Similarly, the self-developed voice model also plays a role in scenes such as AI Gou Dan, Werewolf Phantom, and Echoes of Another World. For example, in Echoes of Another World, the voice call function is supported, and the virtual characters with real-life voices can communicate with users naturally and in real time, enriching the interactive experience.



"Echoes from Another World" real-time voice call function.

In addition to continuing to deepen AI personified interactions in social scenarios such as intelligent conversations, games, and voice, Soul is also building the ability to generate diverse styles of paintings that suit its own aesthetics in the field of visual generation, creating AI digital avatars, and further moving towards a multi-dimensional comprehensive interactive experience.

It can be seen that Soul's layout in the field of AI emotion recognition has covered language, voice and visual multi-modality, and has made efforts in text, pictures, audio and video scenes that are closely related to social interaction, allowing users to experience warm AI in three-dimensional, multi-sensory human-computer interaction.

Conclusion

2024 is called the first year of AIGC application by many people in the industry. The focus is no longer just on parameters and basic capabilities. With the trend of shifting from the model layer to the application layer, only by first implementing AI in vertical fields and scenarios can we win more users and markets. Especially for human-computer interaction in the C-end track, it is more natural to focus on user needs. This is well reflected in the social field.

Previously, many dating apps such as AlienChat were shut down, and the topic of "The first batch of young people who fell in love with AI broke up" became a hot topic. Behind this, functional homogeneity is partly the reason, and it is also because the experience has not changed from an assistant/NPC role to a companion who truly provides emotional support. This requires that in the social field, by enriching the human-computer interaction methods and scenarios, AI can fully participate in all social links, have deep emotional exchanges with users, and provide them with emotional value.

This may also be one of the core competitive points in the direction of AI social networking. It is not difficult to understand why Soul, as the application layer, attaches so much importance to the accumulation of self-developed technical capabilities.
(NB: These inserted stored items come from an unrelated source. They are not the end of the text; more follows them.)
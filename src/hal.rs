//! The hardware abstraction layer seam.
//!
//! A HAL drives one physical debug port.  It knows how to reach the target's Nexus
//! registers and how to pull events off the target; everything else (memory access,
//! breakpoints, trace configuration) is built on top of register access by the TAL in
//! `api`.  Vendors plug their silicon in by implementing `Hal`.
use alloc::boxed::Box;
use alloc::format;
use alloc::vec::Vec;

use crate::capability::Capability;
use crate::error::{Error, Result};
use crate::event::ReceivedEvent;
use crate::nrr::{byte_len, from_bytes, to_bytes, NrrIndex, Reg};
use crate::types::TargetSpec;

pub trait Hal {
    /// Connect to the target described by `spec` and report what it supports.  The TAL
    /// fills in the API version and device ID itself.
    fn open(&mut self, spec: &TargetSpec) -> Result<Capability>;

    /// Release the connection.
    fn close(&mut self) -> Result<()>;

    /// Write `bits` bits to register `index`.  `data` holds `ceil(bits/8)` bytes, least
    /// significant bit first.
    fn write_nrr(&mut self, index: NrrIndex, bits: usize, data: &[u8]) -> Result<()>;

    /// Read `bits` bits from register `index` into `ceil(bits/8)` bytes.
    fn read_nrr(&mut self, index: NrrIndex, bits: usize) -> Result<Vec<u8>>;

    /// Pull the next event off the target.  With `block` set, wait until one arrives;
    /// otherwise return `Ok(None)` straight away when nothing is pending.
    fn get_event(&mut self, block: bool) -> Result<Option<ReceivedEvent>>;

    fn write_word(&mut self, reg: Reg, value: u64) -> Result<()> {
        self.write_nrr(reg.index, reg.bits, &to_bytes(value, reg.bits))
    }

    fn read_word(&mut self, reg: Reg) -> Result<u64> {
        let data = self.read_nrr(reg.index, reg.bits)?;
        Ok(from_bytes(&data, reg.bits))
    }
}

impl<H: Hal + ?Sized> Hal for Box<H> {
    fn open(&mut self, spec: &TargetSpec) -> Result<Capability> {
        (**self).open(spec)
    }

    fn close(&mut self) -> Result<()> {
        (**self).close()
    }

    fn write_nrr(&mut self, index: NrrIndex, bits: usize, data: &[u8]) -> Result<()> {
        (**self).write_nrr(index, bits, data)
    }

    fn read_nrr(&mut self, index: NrrIndex, bits: usize) -> Result<Vec<u8>> {
        (**self).read_nrr(index, bits)
    }

    fn get_event(&mut self, block: bool) -> Result<Option<ReceivedEvent>> {
        (**self).get_event(block)
    }
}

/// Argument check shared by HAL implementations.
pub fn check_nrr_args(index: NrrIndex, bits: usize, len: usize) -> Result<()> {
    if bits == 0 {
        return Err(Error::failed(format!("zero-width access to NRR {}", index.get())));
    }
    if len != byte_len(bits) {
        return Err(Error::failed(format!(
            "NRR {} access of {} bits needs {} bytes, got {}",
            index.get(),
            bits,
            byte_len(bits),
            len
        )));
    }
    Ok(())
}

/// Receives failures that happen below the API, in place of an error callback.
pub trait ErrorSink {
    fn report(&mut self, message: &str);
}

impl<F: FnMut(&str)> ErrorSink for F {
    fn report(&mut self, message: &str) {
        self(message)
    }
}

/// Sends reports to the `log` facade.
#[derive(Clone, Copy, Debug, Default)]
pub struct LogSink;

impl ErrorSink for LogSink {
    fn report(&mut self, message: &str) {
        log::error!("{}", message);
    }
}
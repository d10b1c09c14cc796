//! Session management types: ports, byte order, the target specification handed to
//! `Handle::open` and the register file snapshot returned on break/step events.
use alloc::vec::Vec;

use crate::nrr::RegisterMap;

/// Holds a target address
pub type Address = u64;

/// Holds a target word (max size of an atomic memory access)
pub type Word = u64;

pub const NUM_INT_REGS: usize = 32;
pub const NUM_FLOAT_REGS: usize = 32;

/// Host, emulator and target byte order
#[derive(Clone, Copy, Debug, Default, PartialEq, Eq)]
pub enum Endian {
    /// Used for initial assignment
    #[default]
    Unknown,
    Big,
    Little,
    Other,
}

impl Endian {
    pub fn is_known(self) -> bool {
        matches!(self, Endian::Big | Endian::Little)
    }

    /// Assemble a word from `bytes` laid out in memory order.  Single bytes need no byte
    /// order, anything wider needs a big or little endian target.
    pub fn word_from_bytes(self, bytes: &[u8]) -> Option<Word> {
        if bytes.len() > 8 {
            return None;
        }
        if bytes.len() == 1 {
            return Some(bytes[0] as Word);
        }
        let mut word = 0;
        match self {
            Endian::Little => {
                for (i, b) in bytes.iter().enumerate() {
                    word |= (*b as Word) << (8 * i);
                }
            }
            Endian::Big => {
                for b in bytes {
                    word = (word << 8) | *b as Word;
                }
            }
            _ => return None,
        }
        Some(word)
    }

    /// Split the low `len` bytes of `word` into memory order.
    pub fn word_to_bytes(self, word: Word, len: usize) -> Option<Vec<u8>> {
        if len > 8 {
            return None;
        }
        if len == 1 {
            return Some(alloc::vec![word as u8]);
        }
        let little = (0..len).map(|i| (word >> (8 * i)) as u8);
        match self {
            Endian::Little => Some(little.collect()),
            Endian::Big => {
                let mut bytes: Vec<u8> = little.collect();
                bytes.reverse();
                Some(bytes)
            }
            _ => None,
        }
    }
}

/// Debug port types
#[derive(Clone, Copy, Debug, Default, PartialEq, Eq)]
pub enum PortType {
    /// A non-existent port
    #[default]
    Unavailable,
    Jtag,
    Aux,
    /// Reserved for future use
    Other,
}

/// Vendor extension block of the target specification.
#[derive(Clone, Debug, PartialEq, Eq)]
pub struct VendorTargetSpec {
    /// Where the TAL finds the Nexus registers on this target.
    pub register_map: RegisterMap,
    /// How many times the TAL polls RWCS for a read to complete before giving up.
    pub poll_limit: usize,
}

impl Default for VendorTargetSpec {
    fn default() -> Self {
        Self {
            register_map: RegisterMap::default(),
            poll_limit: 32,
        }
    }
}

/// Defines the target's setup when connecting
#[derive(Clone, Debug, Default, PartialEq, Eq)]
pub struct TargetSpec {
    /// Port for access and control
    pub access_port: PortType,
    /// Port for unsolicited messages
    pub unsolicited_port: PortType,
    pub target_endian: Endian,
    pub vendor: VendorTargetSpec,
}

impl TargetSpec {
    /// Access and control over JTAG, with no separate message port.
    pub fn jtag(target_endian: Endian) -> Self {
        Self {
            access_port: PortType::Jtag,
            unsolicited_port: PortType::Unavailable,
            target_endian,
            vendor: VendorTargetSpec::default(),
        }
    }

    /// Access over JTAG, unsolicited messages over the AUX port.
    pub fn jtag_with_aux(target_endian: Endian) -> Self {
        Self {
            unsolicited_port: PortType::Aux,
            ..Self::jtag(target_endian)
        }
    }
}

/// The target's general purpose register set
#[derive(Clone, Debug, PartialEq)]
pub struct Registers {
    pub int_regs: [i64; NUM_INT_REGS],
    pub float_regs: [f32; NUM_FLOAT_REGS],
}

impl Default for Registers {
    fn default() -> Self {
        Self {
            int_regs: [0; NUM_INT_REGS],
            float_regs: [0.0; NUM_FLOAT_REGS],
        }
    }
}

impl Registers {
    pub const COUNT: usize = NUM_INT_REGS + NUM_FLOAT_REGS;

    /// Raw bits of register `n`, integer registers first, then floats.
    pub fn raw(&self, n: usize) -> Option<u64> {
        if n < NUM_INT_REGS {
            Some(self.int_regs[n] as u64)
        } else if n < Self::COUNT {
            Some(self.float_regs[n - NUM_INT_REGS].to_bits() as u64)
        } else {
            None
        }
    }

    pub fn set_raw(&mut self, n: usize, value: u64) -> bool {
        if n < NUM_INT_REGS {
            self.int_regs[n] = value as i64;
        } else if n < Self::COUNT {
            self.float_regs[n - NUM_INT_REGS] = f32::from_bits(value as u32);
        } else {
            return false;
        }
        true
    }
}
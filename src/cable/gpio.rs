//! Bit-banged JTAG over `embedded-hal` pins.
use alloc::vec::Vec;
use embedded_hal::delay::DelayNs;
use embedded_hal::digital::{Error as _, InputPin, OutputPin, PinState};

use crate::cable::{self, Cable, CableError, Clocked};

fn pin_err<E: embedded_hal::digital::Error>(e: E) -> CableError {
    CableError::Pin(e.kind())
}

pub struct Gpio<Clk, Tdi, Tdo, Tms, Delay> where Clk: OutputPin, Tdi: OutputPin, Tdo: InputPin, Tms: OutputPin, Delay: DelayNs {
    half_period: u32,
    delay: Delay,
    clock: Clk,
    tdi: Tdi,
    tdo: Tdo,
    tms: Tms,
}

impl<Clk, Tdi, Tdo, Tms, Delay> Gpio<Clk, Tdi, Tdo, Tms, Delay> where Clk: OutputPin, Tdi: OutputPin, Tdo: InputPin, Tms: OutputPin, Delay: DelayNs {
    /// `freq_khz` sets TCK; the clock pin should start low.
    pub fn new(freq_khz: u32, clock: Clk, tdi: Tdi, tdo: Tdo, tms: Tms, delay: Delay) -> Gpio<Clk, Tdi, Tdo, Tms, Delay> {
        let period_ns = 1_000_000 / freq_khz.max(1);
        let half_period = period_ns / 2;
        Gpio { half_period, clock, tdi, tdo, tms, delay }
    }

    /// Give the pins back.
    pub fn release(self) -> (Clk, Tdi, Tdo, Tms, Delay) {
        (self.clock, self.tdi, self.tdo, self.tms, self.delay)
    }
}

impl<Clk, Tdi, Tdo, Tms, Delay> Clocked for Gpio<Clk, Tdi, Tdo, Tms, Delay> where Clk: OutputPin, Tdi: OutputPin, Tdo: InputPin, Tms: OutputPin, Delay: DelayNs {
    fn clock(&mut self, tms: bool, tdi: bool) -> Result<bool, CableError> {
        self.tms.set_state(PinState::from(tms)).map_err(pin_err)?;
        self.tdi.set_state(PinState::from(tdi)).map_err(pin_err)?;

        // TDO changed on the last falling edge and is sampled before the rising one
        let tdo = self.tdo.is_high().map_err(pin_err)?;

        self.clock.set_high().map_err(pin_err)?;
        self.delay.delay_ns(self.half_period);
        self.clock.set_low().map_err(pin_err)?;
        self.delay.delay_ns(self.half_period);
        Ok(tdo)
    }
}

impl<Clk, Tdi, Tdo, Tms, Delay> Cable for Gpio<Clk, Tdi, Tdo, Tms, Delay> where Clk: OutputPin, Tdi: OutputPin, Tdo: InputPin, Tms: OutputPin, Delay: DelayNs {
    fn change_mode(&mut self, tms: &[usize], tdi: bool) -> Result<(), CableError> {
        cable::clock_tms(self, tms, tdi)
    }

    fn read_data(&mut self, bits: usize) -> Result<Vec<u8>, CableError> {
        cable::shift_ones(self, bits)
    }

    fn write_data(&mut self, data: &[u8], bits: u8, pause_after: bool) -> Result<(), CableError> {
        cable::shift(self, data, bits, pause_after).map(|_| ())
    }

    fn read_write_data(&mut self, data: &[u8], bits: u8, pause_after: bool) -> Result<Vec<u8>, CableError> {
        cable::shift(self, data, bits, pause_after)
    }
}
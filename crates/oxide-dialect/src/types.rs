//! Mapping of abstract column kinds to dialect type declarations.
//!
//! Each dialect owns a [`TypeTable`] built once per process and shared
//! read-only afterwards. [`type_to_sql`] renders a [`TypeDeclaration`] from
//! that table, applying the caller's limit, precision and scale.

use std::collections::HashMap;
use std::fmt;

use crate::column::AbstractKind;
use crate::dialect::Dialect;

/// How a dialect spells one abstract kind.
#[derive(Debug, Clone, PartialEq, Eq)]
pub struct TypeRule {
    /// Native type name.
    pub name: &'static str,
    /// Limit used when the caller supplies none.
    pub limit: Option<u32>,
}

impl TypeRule {
    /// A type without a default limit.
    #[must_use]
    pub const fn named(name: &'static str) -> Self {
        Self { name, limit: None }
    }

    /// A type with a default limit.
    #[must_use]
    pub const fn limited(name: &'static str, limit: u32) -> Self {
        Self {
            name,
            limit: Some(limit),
        }
    }
}

/// Per-dialect mapping from abstract kind to native type.
#[derive(Debug, Clone)]
pub struct TypeTable {
    primary_key: &'static str,
    rules: HashMap<AbstractKind, TypeRule>,
}

impl TypeTable {
    /// Creates a table from the primary key fragment and a rule for every
    /// other kind.
    #[must_use]
    pub fn new(primary_key: &'static str, rule: impl Fn(AbstractKind) -> TypeRule) -> Self {
        let rules = AbstractKind::ALL
            .into_iter()
            .filter(|kind| *kind != AbstractKind::PrimaryKey)
            .map(|kind| (kind, rule(kind)))
            .collect();
        Self { primary_key, rules }
    }

    /// Returns the full primary key column fragment.
    #[must_use]
    pub const fn primary_key(&self) -> &'static str {
        self.primary_key
    }

    /// Returns the rule for a kind.
    #[must_use]
    pub fn rule(&self, kind: AbstractKind) -> Option<&TypeRule> {
        self.rules.get(&kind)
    }
}

/// A rendered type declaration.
#[derive(Debug, Clone, PartialEq, Eq)]
pub enum TypeDeclaration {
    /// A plain column type.
    Column {
        /// Native type name.
        name: String,
        /// Length limit.
        limit: Option<u32>,
        /// Numeric precision.
        precision: Option<u32>,
        /// Numeric scale.
        scale: Option<u32>,
    },
    /// A complete primary key fragment (type, identity and constraint).
    PrimaryKey(String),
}

impl fmt::Display for TypeDeclaration {
    fn fmt(&self, f: &mut fmt::Formatter<'_>) -> fmt::Result {
        match self {
            Self::PrimaryKey(fragment) => f.write_str(fragment),
            Self::Column {
                name,
                limit,
                precision,
                scale,
            } => {
                f.write_str(name)?;
                match (precision, scale, limit) {
                    (Some(p), Some(s), _) => write!(f, "({p},{s})"),
                    (Some(p), None, _) => write!(f, "({p})"),
                    (None, _, Some(l)) => write!(f, "({l})"),
                    (None, _, None) => Ok(()),
                }
            }
        }
    }
}

/// Renders the declaration of `kind` for `dialect`.
///
/// Primary keys ignore every argument. Integer and boolean columns never
/// carry a limit. Precision and scale only apply to decimals.
#[must_use]
pub fn type_to_sql<D: Dialect + ?Sized>(
    dialect: &D,
    kind: AbstractKind,
    limit: Option<u32>,
    precision: Option<u32>,
    scale: Option<u32>,
) -> TypeDeclaration {
    let table = dialect.type_table();
    if kind == AbstractKind::PrimaryKey {
        return TypeDeclaration::PrimaryKey(table.primary_key().to_string());
    }

    let (name, default_limit) = table
        .rule(kind)
        .map_or((kind.as_str(), None), |rule| (rule.name, rule.limit));

    let limit = match kind {
        AbstractKind::Integer | AbstractKind::Boolean => None,
        AbstractKind::Decimal if precision.is_some() => None,
        _ => limit.or(default_limit),
    };
    let (precision, scale) = if kind == AbstractKind::Decimal {
        (precision, precision.and(scale))
    } else {
        (None, None)
    };

    TypeDeclaration::Column {
        name: name.to_string(),
        limit,
        precision,
        scale,
    }
}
In the past period of time, on the one hand, it has been committed to creating personalized, anthropomorphic, and diversified AI capabilities; on the other hand, it has accelerated the implementation of AI Native applications from multiple dimensions, including social experience improvement, AI social networking, AI games, etc., to form a complete AI product chain, and provide users with the fun of AI interaction in various social scenarios.

It can be said that in recent years, Soul has incubated a series of product results based on its self-developed language and voice models, and has accumulated rich innovative technologies and practical experience in the process of improving the emotional interaction experience between AI and users. These have paved the way for it to win the first place in the MER24 Challenge, and are also the basis for it to compete and communicate with high-quality international teams.

In recent years, there are more and more such challenges, such as the NTIRE 2024 AIGC Quality Evaluation Challenge at the CVPR 2024 Workshop, and the two consecutive MER Challenges in 2023 and 2024. Domestic companies have repeatedly achieved good results with the technology accumulated in practice. For example, SenseTime, which won the first place in MER23 last year, and Soul, which won the first place this year, have achieved remarkable results by paying attention to and investing in AIGC technology and applications.

It can be foreseen that in the future, platforms like Soul that insist on technology and product innovation will continue to create value for users in the process of unleashing AI capabilities. In this way, they will be able to realize more lasting and diversified business value on the basis of forming a prosperous content and community ecology.